Misshandlung, Zwangsheirat, Menschenhandel - Letzte Rettung: Frauenhaus

Die Gründe der Frauen, die sich Hilfe suchend an das Frauenhaus in Kleve wenden, sind verschieden: Gewalt in der Ehe, drohende Zwangsheirat, Menschenhandel. Allen gemeinsam ist Angst und Scham. 62 Frauen und 65 Kinder suchten im vergangenen Jahr Schutz im Frauenhaus in der Thearstraße.
Die Zahlen sind gleich geblieben, neu ist, dass immer öfter ein teurer Dolmetscher hinzugezogen werden muss. Denn immer mehr ausländische Frauen oder Frauen mit Migrationshintergrund und rudimentären deutschen Sprachkenntnissen nehmen die Angebote des Frauenhauses wahr. Im vergangenen Jahr waren es 22 Frauen unter anderem aus afrikanischen Ländern, Polen, den Philippinen oder Albanien.
Neben Andrea Hermanns, s, Leiterin der AWO-Einrichtung, gab es bisher eine fest angestellte Erzieherin sowie eine Hauswirtschafterin.
Aus Geldmangel musste 2006 die vierte Stelle im Frauenhaus gestrichen werden; ein herber Verlust. Nachdem die Landesförderung 2011 wieder erhöht wurde, konnte Mitte letzten Jahres ebendiese Stelle neu besetzt werden durch die Sozialpädagogin Nina Buil. „Durch die personelle Aufstockung ist nun auch die Nachbetreuung der Frauen wieder möglich“, erklärt die Sozialpädagogin Hermanns. Das bedeutet, Frauen, die bereits wieder auf eigenen Beinen stehen aber noch Unterstützung brauchen, können weiter betreut werden. Dazu gehört Begleitung zu Ärzten, Ämtern oder der Kripo sowie Hilfe beim Ausfüllen von Formularen.
Ein Beispiel für eine Langzeitbetreuung ist der Fall einer Frau aus der Dominikanischen Republik, die über einen Menschenhandelring in eine deutsche Großstadt kam. Zu ihrem Schutz wurde sie nach Kleve gebracht und von Nina Buil betreut. Die schwangere Frau bekam ihr Kind während des Aufenthaltes im Frauenhaus. Buil stand auch nach dem mehrmonatigen Aufenthalt in der Einrichtung helfend zur Seite. „Ich war Ansprechpartner für den Vermieter und war bei Kinderarztbesuchen dabei“, erzählt die Sozialpädagogin.

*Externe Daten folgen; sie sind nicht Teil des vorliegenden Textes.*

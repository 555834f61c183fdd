//! Canonical in-memory representation of a time-series bar (OHLCV).
//!
//! This struct is used as the standard output for all [`DataProvider`](crate::providers::DataProvider)
//! implementations, regardless of asset class (stocks, futures, crypto, etc.).

use chrono::{DateTime, Utc};
use serde::{Deserialize, Serialize};

use crate::models::timeframe::TimeFrame;

/// A single time-series bar (OHLCV) for a given timestamp.
///
/// This struct is vendor-agnostic and is used throughout the data ingestion pipeline.
/// The `low <= min(open, close) <= max(open, close) <= high` shape is expected but
/// never checked.
#[derive(Debug, Clone, PartialEq, Serialize, Deserialize)]
pub struct Bar {
    /// The timestamp for this bar (UTC).
    pub timestamp: DateTime<Utc>,

    /// Opening price.
    pub open: f64,

    /// Highest price during the bar interval.
    pub high: f64,

    /// Lowest price during the bar interval.
    pub low: f64,

    /// Closing price.
    pub close: f64,

    /// Volume traded during the bar interval.
    #[serde(default)]
    pub volume: f64,

    /// Trade count for the bar. Not all providers supply this.
    #[serde(default, skip_serializing_if = "Option::is_none")]
    pub trade_count: Option<u64>,

    /// Volume-weighted average price. Not all providers supply this.
    #[serde(default, skip_serializing_if = "Option::is_none")]
    pub vwap: Option<f64>,
}

impl Bar {
    /// Degenerate bar for close-only feeds: `open = high = low = close = price`.
    pub fn flat(timestamp: DateTime<Utc>, price: f64) -> Self {
        Self {
            timestamp,
            open: price,
            high: price,
            low: price,
            close: price,
            volume: 0.0,
            trade_count: None,
            vwap: None,
        }
    }
}

/// Represents a complete set of time-series data for a single symbol.
///
/// This struct groups a vector of [`Bar`]s with their corresponding symbol
/// and [`TimeFrame`], making the data set self-describing.
#[derive(Debug, Clone, PartialEq, Serialize, Deserialize)]
pub struct BarSeries {
    /// The symbol this data represents (e.g., "AAPL", "BTC-USD").
    pub symbol: String,
    /// The time interval for each bar in the series.
    pub timeframe: TimeFrame,
    /// The collection of OHLCV bars, oldest first.
    pub bars: Vec<Bar>,
}

impl BarSeries {
    pub fn len(&self) -> usize {
        self.bars.len()
    }

    pub fn is_empty(&self) -> bool {
        self.bars.is_empty()
    }

    /// `true` when timestamps are strictly increasing.
    pub fn is_chronological(&self) -> bool {
        self.bars
            .windows(2)
            .all(|pair| pair[0].timestamp < pair[1].timestamp)
    }
}
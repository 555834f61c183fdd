//! Market data ingestion: vendor-agnostic bar models and the providers that fill them.

pub mod models;
pub mod providers;
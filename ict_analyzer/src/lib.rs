//! Break-of-structure (BOS) and fair-value-gap (FVG) detection over
//! historical price bars.
//!
//! [`analysis::Analyzer`] fetches a [`BarSeries`](market_data_ingestor::models::bar::BarSeries)
//! from any [`DataProvider`](market_data_ingestor::providers::DataProvider),
//! runs both scans from [`detect`] and hands the series and signals to a
//! [`render::ChartRenderer`].

pub mod analysis;
#[cfg(feature = "cli")]
pub mod cli;
pub mod config;
pub mod detect;
pub mod providers;
pub mod render;
pub mod signals;
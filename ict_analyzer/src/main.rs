use std::process::ExitCode;

use clap::Parser;
use ict_analyzer::cli::{self, commands::Cli};
use shared_utils::logging::{LevelFilter, init_logging};

#[tokio::main]
async fn main() -> ExitCode {
    init_logging(LevelFilter::INFO);
    let cli = Cli::parse();

    match cli::run(cli).await {
        Ok(()) => ExitCode::SUCCESS,
        Err(err) => {
            eprintln!("Error during analysis: {err:#}");
            ExitCode::FAILURE
        }
    }
}
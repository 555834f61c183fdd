//! Fair-value-gap scan.

use market_data_ingestor::models::bar::Bar;

use crate::signals::{Direction, ImbalanceZone};

/// Scans every run of three consecutive bars for a gap between the outer two.
///
/// The middle bar is ignored. When the first bar's high sits strictly below the
/// third bar's low an UP zone `[first.high, third.low]` is emitted; when the
/// third bar's high sits strictly below the first bar's low a DOWN zone
/// `[third.high, first.low]` is emitted. Both checks run for every triple.
///
/// Fewer than three bars yields nothing. Bars are not validated.
pub fn detect_imbalances(bars: &[Bar]) -> Vec<ImbalanceZone> {
    let mut zones = Vec::new();

    for triple in bars.windows(3) {
        let (first, third) = (&triple[0], &triple[2]);

        if first.high < third.low {
            zones.push(ImbalanceZone {
                time: third.timestamp,
                low: first.high,
                high: third.low,
                direction: Direction::Up,
            });
        }

        if third.high < first.low {
            zones.push(ImbalanceZone {
                time: third.timestamp,
                low: third.high,
                high: first.low,
                direction: Direction::Down,
            });
        }
    }

    zones
}

#[cfg(test)]
mod tests {
    use chrono::{DateTime, Duration, Utc};

    use super::*;

    fn bars(ranges: &[(f64, f64)]) -> Vec<Bar> {
        let t0: DateTime<Utc> = "2024-01-01T00:00:00Z".parse().unwrap();
        ranges
            .iter()
            .enumerate()
            .map(|(i, &(low, high))| Bar {
                timestamp: t0 + Duration::hours(4 * i as i64),
                open: low,
                high,
                low,
                close: high,
                volume: 0.0,
                trade_count: None,
                vwap: None,
            })
            .collect()
    }

    #[test]
    fn gap_up_between_outer_bars() {
        let series = bars(&[(5.0, 10.0), (8.0, 12.0), (15.0, 20.0)]);

        let zones = detect_imbalances(&series);

        assert_eq!(
            zones,
            vec![ImbalanceZone {
                time: series[2].timestamp,
                low: 10.0,
                high: 15.0,
                direction: Direction::Up,
            }]
        );
    }

    #[test]
    fn gap_down_between_outer_bars() {
        let series = bars(&[(15.0, 20.0), (8.0, 12.0), (5.0, 10.0)]);

        let zones = detect_imbalances(&series);

        assert_eq!(zones.len(), 1);
        assert_eq!(zones[0].direction, Direction::Down);
        assert_eq!((zones[0].low, zones[0].high), (10.0, 15.0));
        assert_eq!(zones[0].time, series[2].timestamp);
    }

    #[test]
    fn middle_bar_does_not_fill_the_gap() {
        // The middle bar spans the whole gap; only the outer bars matter.
        let series = bars(&[(5.0, 10.0), (0.0, 100.0), (15.0, 20.0)]);
        assert_eq!(detect_imbalances(&series).len(), 1);
    }

    #[test]
    fn touching_ranges_are_not_a_gap() {
        let series = bars(&[(5.0, 10.0), (8.0, 12.0), (10.0, 20.0)]);
        assert!(detect_imbalances(&series).is_empty());
    }

    #[test]
    fn fewer_than_three_bars_is_empty() {
        assert!(detect_imbalances(&[]).is_empty());
        assert!(detect_imbalances(&bars(&[(1.0, 2.0)])).is_empty());
        assert!(detect_imbalances(&bars(&[(1.0, 2.0), (5.0, 6.0)])).is_empty());
    }

    #[test]
    fn zones_are_ordered_by_third_bar() {
        let series = bars(&[(5.0, 10.0), (8.0, 12.0), (15.0, 20.0), (18.0, 25.0), (30.0, 35.0)]);

        let zones = detect_imbalances(&series);

        // Triples ending at 2, 3 and 4: gaps at 2 (10..15), 3 (12..18) and 4 (20..30).
        let times: Vec<_> = zones.iter().map(|z| z.time).collect();
        assert_eq!(times, vec![series[2].timestamp, series[3].timestamp, series[4].timestamp]);
        assert_eq!((zones[2].low, zones[2].high), (20.0, 30.0));
    }

    #[test]
    fn inverted_bars_can_emit_both_directions() {
        // Malformed input (low above high) is scanned as-is.
        let series = bars(&[(20.0, 5.0), (0.0, 0.0), (10.0, 1.0)]);

        let zones = detect_imbalances(&series);

        let directions: Vec<_> = zones.iter().map(|z| z.direction).collect();
        assert_eq!(directions, vec![Direction::Up, Direction::Down]);
    }

    #[test]
    fn nan_bars_emit_nothing() {
        let series = bars(&[(5.0, 10.0), (8.0, 12.0), (f64::NAN, f64::NAN)]);
        assert!(detect_imbalances(&series).is_empty());
    }
}
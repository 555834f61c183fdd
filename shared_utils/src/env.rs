use thiserror::Error;

/// An environment variable required by the application is not set.
#[derive(Debug, Error)]
#[error("Missing environment variable: {0}")]
pub struct MissingEnvVarError(pub String);

/// Reads an environment variable, returning a structured error if it's missing.
///
/// This is a thin wrapper around `std::env::var` that provides a more
/// ergonomic and specific error type for missing variables.
///
/// # Arguments
/// * `name` - The name of the environment variable to read.
pub fn get_env_var(name: &str) -> Result<String, MissingEnvVarError> {
    std::env::var(name).map_err(|_| MissingEnvVarError(name.to_string()))
}

/// Reads an optional environment variable.
///
/// Unset and blank values both come back as `None`, so callers can treat an
/// exported-but-empty key the same as a missing one.
pub fn optional_env_var(name: &str) -> Option<String> {
    get_env_var(name)
        .ok()
        .map(|v| v.trim().to_string())
        .filter(|v| !v.is_empty())
}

Das Frauenhaus besteht seit 1982 und verfügt über 20 Plätze, davon acht für Frauen und zwölf für Kinder. Aus Platzgründen konnten im vergangenen Jahr aber nicht alle Anwärterinnen aufgenommen werden. „20 Frauen mussten anderweitig untergebracht werden“, so Andrea Hermanns. Das Angebot richtet sich an Frauen, die sowohl von physischer als auch von psychischer Gewalt oder Misshandlung betroffen oder bedroht sind. Die Kerngruppe der Frauen ist zwischen 19 und 40 Jahren alt. Bei den Jüngeren bis 25 Jahre drehen sich die Probleme meist um Schule, Ausbildung und Beruf. Bei den Älteren geht es primär um Familie, Erziehung und finanzielle Absicherung.
Das Frauenhaus kostet im Jahr 250 000 Euro. Vom Land NRW gibt es einen Personalkostenzuschuss in Höhe von 123 670 Euro. Dazu kam in 2011 ein Sachkostenzuschuss von 6000 Euro. Den Frauenhausförderverein gibt es seit 2006, er unterstützt das Frauenhaus im letzten Jahr mit 10.000 Euro. „Über die gesamte Zeit kamen bisher insgesamt 75.000 Euro zusammen“, berichtet Viktor Kämmerer, Geschäftsführer der AWO. Der Etat für die Dolmetscher ist mit 400 Euro deutlich zu niedrig angesetzt.
Ohne den Einsatz der ehrenamtlichen Helfer wäre eine Versorgung der Frauen in diesem Umfang gar nicht möglich. 14 Freiwillige engagierten sich 2011 mit über 6500 Bereitschaftsstunden nach Büroschluss, an Wochenenden und Feiertagen, um Frauen und Kinder rund um die Uhr aufnehmen zu können.